START Listed entries

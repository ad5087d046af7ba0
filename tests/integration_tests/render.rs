//! End-to-end rendering through the `promptline` binary.

use crate::common::{TestEnv, run};
use insta::assert_snapshot;

#[test]
fn test_failed_command_in_nested_directory() {
    let env = TestEnv::new();
    let output = run(env
        .command()
        .env("PROMPT_LIMITED", "")
        .env("PROMPT_PATH", "/home/user/projects/demo")
        .env("PROMPT_EXIT_CODE", "1"));

    assert!(output.status.success(), "{}", output.stderr);
    assert_snapshot!(format!("{:?}", output.visible()), @r#"" > 4home3user2projects1demo > 1·GENERAL >""#);
}

#[test]
fn test_full_terminal_glyphs() {
    let env = TestEnv::new();
    let output = run(env
        .command()
        .env("PROMPT_EXIT_CODE", "0")
        .env("PROMPT_EXEC_TIME", "3661"));

    assert_eq!(output.visible(), " \u{e0b0} / \u{e0b0} \u{e0b0} ❯ 1h1m");
}

#[test]
fn test_git_repository() {
    let env = TestEnv::new();
    let output = run(env
        .command()
        .arg("--limited")
        .env("PROMPT_PATH", "/srv/repo")
        .env("PROMPT_GIT_DIR_DEPTH", "0")
        .env("PROMPT_GIT_BRANCH", "main")
        .env("PROMPT_GIT_AHEAD", "2")
        .env("PROMPT_GIT_MODIFIED", ""));

    assert_snapshot!(format!("{:?}", output.visible()), @r#"" > 2srv1repo > main ↑2 • > >""#);
}

#[test]
fn test_status_and_dir_flags() {
    let env = TestEnv::new();
    let output = run(env
        .command()
        .arg("--limited")
        .env("PROMPT_STATUS", "[N]")
        .env("PROMPT_PATH", "/tmp")
        .env("PROMPT_DIR_STICKY", "")
        .env("PROMPT_ROOT", ""));

    assert_snapshot!(format!("{:?}", output.visible()), @r#"" [N] > 1tmp T > >""#);
}

#[test]
fn test_path_falls_back_to_pwd() {
    let env = TestEnv::new();
    let output = run(env
        .command()
        .arg("--limited")
        .env_remove("PROMPT_PATH")
        .env("PWD", "/var"));

    assert_eq!(output.visible(), " > 1var > >");
}

#[test]
fn test_escapes_written_to_pipe_by_default() {
    let env = TestEnv::new();
    let output = run(&mut env.command());

    assert!(output.stdout.starts_with("\x1b[0m"), "{:?}", output.stdout);
    assert!(output.stdout.contains("\x1b[38;5;"));
    assert!(!output.stdout.ends_with('\n'));
}

#[test]
fn test_color_never_strips_escapes() {
    let env = TestEnv::new();
    let output = run(env
        .command()
        .args(["--color", "never", "--limited"])
        .env("PROMPT_EXIT_CODE", "130"));

    assert!(!output.stdout.contains('\x1b'), "{:?}", output.stdout);
    assert_eq!(output.stdout, " > / > 130·SIGINT >");
}

#[test]
fn test_quiet_by_default() {
    let env = TestEnv::new();
    let output = run(env.command().env("PROMPT_MAX_LENGTH", "wide"));

    assert!(output.status.success());
    assert_eq!(output.stderr, "");
}
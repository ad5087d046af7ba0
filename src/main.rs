mod cli;

use std::io::Write;

use anstream::AutoStream;
use anyhow::Context;
use clap::Parser;
use log::LevelFilter;

use promptline::PromptError;
use promptline::config::path::{get_config_path, set_config_path};
use promptline::config::{PromptConfig, UserConfig};
use promptline::environment;
use promptline::prompt::render_prompt;
use promptline::styling::{eprintln, error_message, hint_message};

use cli::Cli;

fn main() {
    let cli = Cli::parse();
    init_logging(cli.verbose);

    if let Err(err) = run(cli) {
        eprintln!("{}", error_message(format!("{err:#}")));
        if let Some(err) = err.downcast_ref::<PromptError>() {
            eprintln!("{}", hint_message(err.hint()));
        }
        std::process::exit(1);
    }
}

/// Logs go to stderr and are off unless `RUST_LOG` or `-v` asks for them.
fn init_logging(verbose: u8) {
    let mut builder =
        env_logger::Builder::from_env(env_logger::Env::default().default_filter_or("off"));
    match verbose {
        0 => {}
        1 => {
            builder.filter_level(LevelFilter::Debug);
        }
        _ => {
            builder.filter_level(LevelFilter::Trace);
        }
    }
    builder
        .format_timestamp(None)
        .target(env_logger::Target::Stderr)
        .init();
}

fn run(cli: Cli) -> anyhow::Result<()> {
    if let Some(path) = cli.config {
        set_config_path(path);
    }

    let mut input = environment::read_input(|name| std::env::var_os(name));
    if cli.limited {
        input.limited = true;
    }
    if let Some(max_length) = cli.max_length {
        input.max_length = Some(i64::from(max_length));
    }

    let config_path = get_config_path();
    log::debug!("Config path: {config_path:?}");
    let file_layer = UserConfig::load(config_path.as_deref());
    let env_layer = environment::read_overrides(|name| std::env::var_os(name));
    let config = PromptConfig::from_layers(input.limited, [&file_layer, &env_layer])?;

    let rendered = render_prompt(input, config.style, &config.exit_codes)?;

    let mut stdout = AutoStream::new(std::io::stdout(), cli.color.choice());
    stdout
        .write_all(rendered.as_bytes())
        .context("Failed to write prompt")?;
    stdout.flush().context("Failed to flush prompt")?;
    Ok(())
}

END Listed entries

**Exercise details**
Return one number, the count of lines in the records holding the word "environment".

**Completed task**
3